Items from a data source:
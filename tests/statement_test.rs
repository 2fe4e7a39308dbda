//! Structural checks of generated SQL.
//!
//! Statements are parsed back with sqlparser's MySQL dialect rather than
//! compared only as strings.

use fluent_orm::sql::{
    build_count, build_create_index, build_create_table, build_delete, build_insert, build_join,
    build_select, build_select_by_id, build_update,
};
use fluent_orm::{
    ConditionMap, EntityFields, FieldDefinition, FindOptions, JoinSpec, JoinType, SortOrder,
    SqlType, SqlValue, Values,
};
use rand::Rng;
use rand::distributions::Alphanumeric;
use sqlparser::ast::{SetExpr, Statement as Ast};
use sqlparser::dialect::MySqlDialect;
use sqlparser::parser::Parser;

fn parse_one(sql: &str) -> Ast {
    let mut statements = Parser::parse_sql(&MySqlDialect {}, sql)
        .unwrap_or_else(|e| panic!("failed to parse {sql}: {e}"));
    assert_eq!(statements.len(), 1, "expected one statement in {sql}");
    statements.remove(0)
}

fn random_column() -> String {
    let suffix: String = rand::thread_rng()
        .sample_iter(&Alphanumeric)
        .take(8)
        .map(char::from)
        .collect();
    format!("c_{}", suffix.to_lowercase())
}

fn random_value(rng: &mut impl Rng) -> SqlValue {
    match rng.gen_range(0..5) {
        0 => SqlValue::Null,
        1 => SqlValue::Bool(rng.r#gen()),
        2 => SqlValue::Int(rng.r#gen()),
        3 => SqlValue::Float(rng.gen_range(-1e6..1e6)),
        _ => SqlValue::String("it's a \"value\"?".to_string()),
    }
}

fn random_values(len: usize) -> Values {
    let mut rng = rand::thread_rng();
    let mut values = Values::new();
    while values.len() < len {
        values.insert(random_column(), random_value(&mut rng));
    }
    values
}

#[test]
fn test_insert_placeholders_match_values() {
    for len in 1..=12 {
        let values = random_values(len);
        let stmt = build_insert("t", &values).unwrap();

        assert_eq!(stmt.placeholder_count(), len);
        assert_eq!(stmt.params, values.values().cloned().collect::<Vec<_>>());
        assert!(matches!(parse_one(&stmt.sql), Ast::Insert(_)));
    }
}

#[test]
fn test_update_id_is_last_param() {
    for len in 1..=12 {
        let values = random_values(len);
        let stmt = build_update("t", 42, &values).unwrap();

        assert_eq!(stmt.placeholder_count(), len + 1);
        assert_eq!(stmt.params.len(), len + 1);
        assert_eq!(stmt.params.last(), Some(&SqlValue::Int(42)));
        assert!(stmt.sql.ends_with("WHERE id = ?"));
        assert!(matches!(parse_one(&stmt.sql), Ast::Update { .. }));
    }
}

#[test]
fn test_empty_values_rejected() {
    assert!(build_insert("t", &Values::new()).is_err());
    assert!(build_update("t", 1, &Values::new()).is_err());
}

#[test]
fn test_delete_and_select_by_id_parse() {
    let delete = build_delete("users", 3);
    assert_eq!(delete.params, vec![SqlValue::Int(3)]);
    assert!(matches!(parse_one(&delete.sql), Ast::Delete(_)));

    let select = build_select_by_id("users", 3, &[]);
    assert_eq!(select.sql, "SELECT * FROM users WHERE id = ?");
    assert!(matches!(parse_one(&select.sql), Ast::Query(_)));
}

#[test]
fn test_select_without_options_has_no_clauses() {
    let stmt = build_select("users", &FindOptions::new());
    assert!(stmt.params.is_empty());

    let Ast::Query(query) = parse_one(&stmt.sql) else {
        panic!("expected a query");
    };
    assert!(query.order_by.is_none());
    let SetExpr::Select(select) = query.body.as_ref() else {
        panic!("expected a plain SELECT");
    };
    assert!(select.selection.is_none());
    assert!(!query.to_string().contains("LIMIT"));
}

#[test]
fn test_select_with_all_options_parses() {
    let options = FindOptions::new()
        .filter("name", "O'Brien")
        .filter("deleted_at", SqlValue::Null)
        .fields(["id", "name"])
        .sort("name", SortOrder::Asc)
        .paginate(3, 25);
    let stmt = build_select("users", &options);

    assert!(stmt.sql.ends_with("ORDER BY name ASC LIMIT 25 OFFSET 50"));
    let Ast::Query(query) = parse_one(&stmt.sql) else {
        panic!("expected a query");
    };
    assert!(query.order_by.is_some());
    let SetExpr::Select(select) = query.body.as_ref() else {
        panic!("expected a plain SELECT");
    };
    assert!(select.selection.is_some());
}

#[test]
fn test_pagination_offsets() {
    let first = build_select("t", &FindOptions::new().paginate(1, 10));
    assert!(first.sql.ends_with("LIMIT 10 OFFSET 0"));

    let second = build_select("t", &FindOptions::new().paginate(2, 10));
    assert!(second.sql.ends_with("LIMIT 10 OFFSET 10"));

    // Zero page or size disables paging
    let zero = build_select("t", &FindOptions::new().paginate(0, 10));
    assert_eq!(zero.sql, "SELECT * FROM t");
}

#[test]
fn test_count_conditions() {
    let stmt = build_count("t", &ConditionMap::new().with("a", 1).with("b", SqlValue::Null));
    assert_eq!(stmt.sql, "SELECT COUNT(*) AS count FROM t WHERE a = 1 AND b IS NULL");
}

#[test]
fn test_join_parses() {
    let spec = JoinSpec::new(JoinType::Right, "users", "orders")
        .on("users.id = orders.user_id")
        .on("orders.total > 10");
    let stmt = build_join(&spec).unwrap();

    assert_eq!(
        stmt.sql,
        "SELECT * FROM users RIGHT JOIN orders ON users.id = orders.user_id AND orders.total > 10"
    );
    assert!(matches!(parse_one(&stmt.sql), Ast::Query(_)));
}

#[test]
fn test_create_table_round_trip_column_names() {
    let mut fields = EntityFields::new();
    let mut expected = vec!["id".to_string()];
    for _ in 0..6 {
        let name = random_column();
        if fields.get(&name).is_none() {
            expected.push(name.clone());
        }
        fields.insert(name, FieldDefinition::new(SqlType::Varchar).size(50));
    }
    fields.insert(
        "score",
        FieldDefinition::new(SqlType::Int)
            .nullable()
            .default_value(0)
            .comment("points, 'raw'"),
    );
    expected.push("score".to_string());

    let sql = build_create_table("players", &fields).unwrap();
    let Ast::CreateTable(table) = parse_one(&sql) else {
        panic!("expected CREATE TABLE");
    };
    let columns: Vec<String> = table.columns.iter().map(|c| c.name.value.clone()).collect();
    assert_eq!(columns, expected);
}

#[test]
fn test_create_index_parses() {
    let fields = ["last_name".to_string(), "first_name".to_string()];
    let sql = build_create_index("users", &fields, true).unwrap();
    assert_eq!(
        sql,
        "CREATE UNIQUE INDEX idx_users_last_name_first_name ON users (last_name, first_name)"
    );
    assert!(matches!(parse_one(&sql), Ast::CreateIndex(_)));
}
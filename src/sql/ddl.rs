//! DDL builders for tables and indexes.

use crate::error::{OrmError, OrmResult};
use crate::models::{EntityFields, FieldDefinition, Nullability};
use crate::sql::escape;
use std::fmt::Write;

/// Column injected as the first column of every table.
pub const ID_COLUMN: &str = "id INT AUTO_INCREMENT PRIMARY KEY";

/// `CREATE TABLE IF NOT EXISTS name (id …, col …)`.
pub fn build_create_table(name: &str, fields: &EntityFields) -> OrmResult<String> {
    if name.is_empty() {
        return Err(OrmError::schema("Table name cannot be empty", name));
    }
    fields.validate(name)?;

    let mut columns = Vec::with_capacity(fields.len() + 1);
    columns.push(ID_COLUMN.to_string());
    for (field, definition) in fields.iter() {
        columns.push(column_clause(field, definition));
    }

    Ok(format!(
        "CREATE TABLE IF NOT EXISTS {} ({})",
        name,
        columns.join(", ")
    ))
}

/// Render one column clause:
/// `name TYPE[(size)] [UNIQUE] [PRIMARY KEY] [NULL|NOT NULL] [AUTO_INCREMENT]
/// [DEFAULT v] [CHECK (p)] [COMMENT 'c']`.
pub fn column_clause(name: &str, definition: &FieldDefinition) -> String {
    let mut sql = format!("{} {}", name, definition.sql_type.as_sql());
    if let Some(size) = definition.size {
        let _ = write!(sql, "({})", size);
    }
    if definition.unique {
        sql.push_str(" UNIQUE");
    }
    if definition.primary {
        sql.push_str(" PRIMARY KEY");
    }
    match definition.nullability {
        Nullability::Nullable => sql.push_str(" NULL"),
        Nullability::NotNull => sql.push_str(" NOT NULL"),
        Nullability::EngineDefault => {}
    }
    if definition.auto_increment {
        sql.push_str(" AUTO_INCREMENT");
    }
    if let Some(default) = &definition.default_value {
        sql.push_str(" DEFAULT ");
        escape::write_literal(&mut sql, default);
    }
    if let Some(check) = &definition.check {
        let _ = write!(sql, " CHECK ({})", check);
    }
    if let Some(comment) = &definition.comment {
        sql.push_str(" COMMENT ");
        escape::write_string(&mut sql, comment);
    }
    sql
}

/// `DROP TABLE IF EXISTS name`.
pub fn build_drop_table(name: &str) -> String {
    format!("DROP TABLE IF EXISTS {}", name)
}

/// Deterministic index name: `idx_<table>_<f1>_<f2>…`.
pub fn index_name(table: &str, fields: &[String]) -> String {
    format!("idx_{}_{}", table, fields.join("_"))
}

/// `CREATE [UNIQUE] INDEX idx_t_f ON t (f…)`.
pub fn build_create_index(table: &str, fields: &[String], unique: bool) -> OrmResult<String> {
    if fields.is_empty() {
        return Err(OrmError::schema("An index needs at least one field", table));
    }
    Ok(format!(
        "CREATE {}INDEX {} ON {} ({})",
        if unique { "UNIQUE " } else { "" },
        index_name(table, fields),
        table,
        fields.join(", ")
    ))
}

/// `DROP INDEX name ON t`.
pub fn build_drop_index(table: &str, index_name: &str) -> String {
    format!("DROP INDEX {} ON {}", index_name, table)
}

#[cfg(test)]
mod tests {
    use super::*;
    use crate::models::SqlType;

    fn names(fields: &[&str]) -> Vec<String> {
        fields.iter().map(|f| f.to_string()).collect()
    }

    #[test]
    fn test_create_table_injects_id() {
        let fields = EntityFields::new()
            .with("name", FieldDefinition::new(SqlType::Varchar).size(100));
        assert_eq!(
            build_create_table("users", &fields).unwrap(),
            "CREATE TABLE IF NOT EXISTS users (id INT AUTO_INCREMENT PRIMARY KEY, \
             name VARCHAR(100) NOT NULL)"
        );
    }

    #[test]
    fn test_column_clause_order() {
        let definition = FieldDefinition::new(SqlType::Int)
            .unique()
            .nullable()
            .default_value(0)
            .check("score >= 0")
            .comment("player's score");
        assert_eq!(
            column_clause("score", &definition),
            "score INT UNIQUE NULL DEFAULT 0 CHECK (score >= 0) COMMENT 'player\\'s score'"
        );
    }

    #[test]
    fn test_engine_default_nullability_emits_nothing() {
        let definition =
            FieldDefinition::new(SqlType::Text).nullability(Nullability::EngineDefault);
        assert_eq!(column_clause("bio", &definition), "bio TEXT");
    }

    #[test]
    fn test_primary_auto_increment() {
        let definition = FieldDefinition::new(SqlType::BigInt).primary().auto_increment();
        assert_eq!(
            column_clause("seq", &definition),
            "seq BIGINT PRIMARY KEY NOT NULL AUTO_INCREMENT"
        );
    }

    #[test]
    fn test_string_default_escaped() {
        let definition = FieldDefinition::new(SqlType::Varchar)
            .size(20)
            .default_value("it's");
        assert_eq!(
            column_clause("status", &definition),
            "status VARCHAR(20) NOT NULL DEFAULT 'it\\'s'"
        );
    }

    #[test]
    fn test_create_table_rejects_empty_name() {
        assert!(build_create_table("", &EntityFields::new()).is_err());
    }

    #[test]
    fn test_drop_table() {
        assert_eq!(build_drop_table("users"), "DROP TABLE IF EXISTS users");
    }

    #[test]
    fn test_index_statements() {
        assert_eq!(
            build_create_index("users", &names(&["last", "first"]), false).unwrap(),
            "CREATE INDEX idx_users_last_first ON users (last, first)"
        );
        assert_eq!(
            build_create_index("users", &names(&["email"]), true).unwrap(),
            "CREATE UNIQUE INDEX idx_users_email ON users (email)"
        );
        assert!(build_create_index("users", &[], false).is_err());
        assert_eq!(
            build_drop_index("users", "idx_users_email"),
            "DROP INDEX idx_users_email ON users"
        );
    }
}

About this task: Looking at the entries above, can you reproduce exactly the lines from the one that holds "assert_eq!(delete.params, vec![SqlValue::Int(3)]);" through the one that holds "size disables paging", and only those?

Solved exercise:
    assert_eq!(delete.params, vec![SqlValue::Int(3)]);
    assert!(matches!(parse_one(&delete.sql), Ast::Delete(_)));

    let select = build_select_by_id("users", 3, &[]);
    assert_eq!(select.sql, "SELECT * FROM users WHERE id = ?");
    assert!(matches!(parse_one(&select.sql), Ast::Query(_)));
}

#[test]
fn test_select_without_options_has_no_clauses() {
    let stmt = build_select("users", &FindOptions::new());
    assert!(stmt.params.is_empty());

    let Ast::Query(query) = parse_one(&stmt.sql) else {
        panic!("expected a query");
    };
    assert!(query.order_by.is_none());
    let SetExpr::Select(select) = query.body.as_ref() else {
        panic!("expected a plain SELECT");
    };
    assert!(select.selection.is_none());
    assert!(!query.to_string().contains("LIMIT"));
}

#[test]
fn test_select_with_all_options_parses() {
    let options = FindOptions::new()
        .filter("name", "O'Brien")
        .filter("deleted_at", SqlValue::Null)
        .fields(["id", "name"])
        .sort("name", SortOrder::Asc)
        .paginate(3, 25);
    let stmt = build_select("users", &options);

    assert!(stmt.sql.ends_with("ORDER BY name ASC LIMIT 25 OFFSET 50"));
    let Ast::Query(query) = parse_one(&stmt.sql) else {
        panic!("expected a query");
    };
    assert!(query.order_by.is_some());
    let SetExpr::Select(select) = query.body.as_ref() else {
        panic!("expected a plain SELECT");
    };
    assert!(select.selection.is_some());
}

#[test]
fn test_pagination_offsets() {
    let first = build_select("t", &FindOptions::new().paginate(1, 10));
    assert!(first.sql.ends_with("LIMIT 10 OFFSET 0"));

    let second = build_select("t", &FindOptions::new().paginate(2, 10));
    assert!(second.sql.ends_with("LIMIT 10 OFFSET 10"));

    // Zero page or size disables paging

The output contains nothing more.